The protesters – three women and two men – were all Greenpeace members who, according to Greenpeace chief executive officer Linda Selvey, were well trained and equipped to carry out the daring stunt.
The banner, which was removed a short time later by police, read ‘Stop The Politics, Climate Treaty Now’, calling on world leaders to deliver a legally binding treaty at the Copenhagen climate summit.
Briggs, 40, and her cohorts were each charged with one count of trespass and will appear at the Downing Centre Local Court in February.
Ms Selvey said Greenpeace would defend the protesters.
“Absolutely. They were representing us,” she said.

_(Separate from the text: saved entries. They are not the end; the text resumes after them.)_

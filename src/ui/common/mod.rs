//! Common reusable UI components
//!
//! Form fields, spinners and inline messages shared by the pages.

pub mod form;
pub mod message;
pub mod spinner;

pub use form::{FormField, SelectField, TextAreaField, field_error};
pub use message::{EmptyState, ErrorMessage, SuccessMessage};
pub use spinner::{InlineSpinner, LoadingScreen, Spinner, SpinnerSize};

“They were well trained and did their job well and didn’t do any damage or anything, and they behaved well with police so we’revery proud.
“They were great advertisements for Greenpeace and our non-violent approach.”
Ms Selvey hopes the protest gets through to politicians in Copenhagen.
“Australians have made it clear that we want strongaction taken in Copenhagen,” she said.
“Greenpeace is taking this message to world leaders and demanding they come home with nothing less than a legally-binding treaty that safeguards our future.
“We are fed up with this critical issue being reduced to political pantomime, both in Australia and on the world stage.
“Climate change threatens all that Australians hold dear, from the Great Barrier Reef to the millions of homes on our coastline. We cannot afford to let this critical meeting end in more empty political statements.
“It is time for Australia to step up to the mark. At Copenhagen it’s time for Kevin Rudd to stop the politics and establish himself as a leader.”
In 2004 peace activists Will Saunders and David Burgess were sentenced to nine months’ periodic detention for malicious damage after they painted the words ’No War’ on the Opera House, as Australia prepared to go to war in Iraq.
They were also ordered to pay $151,000 for the clean-up.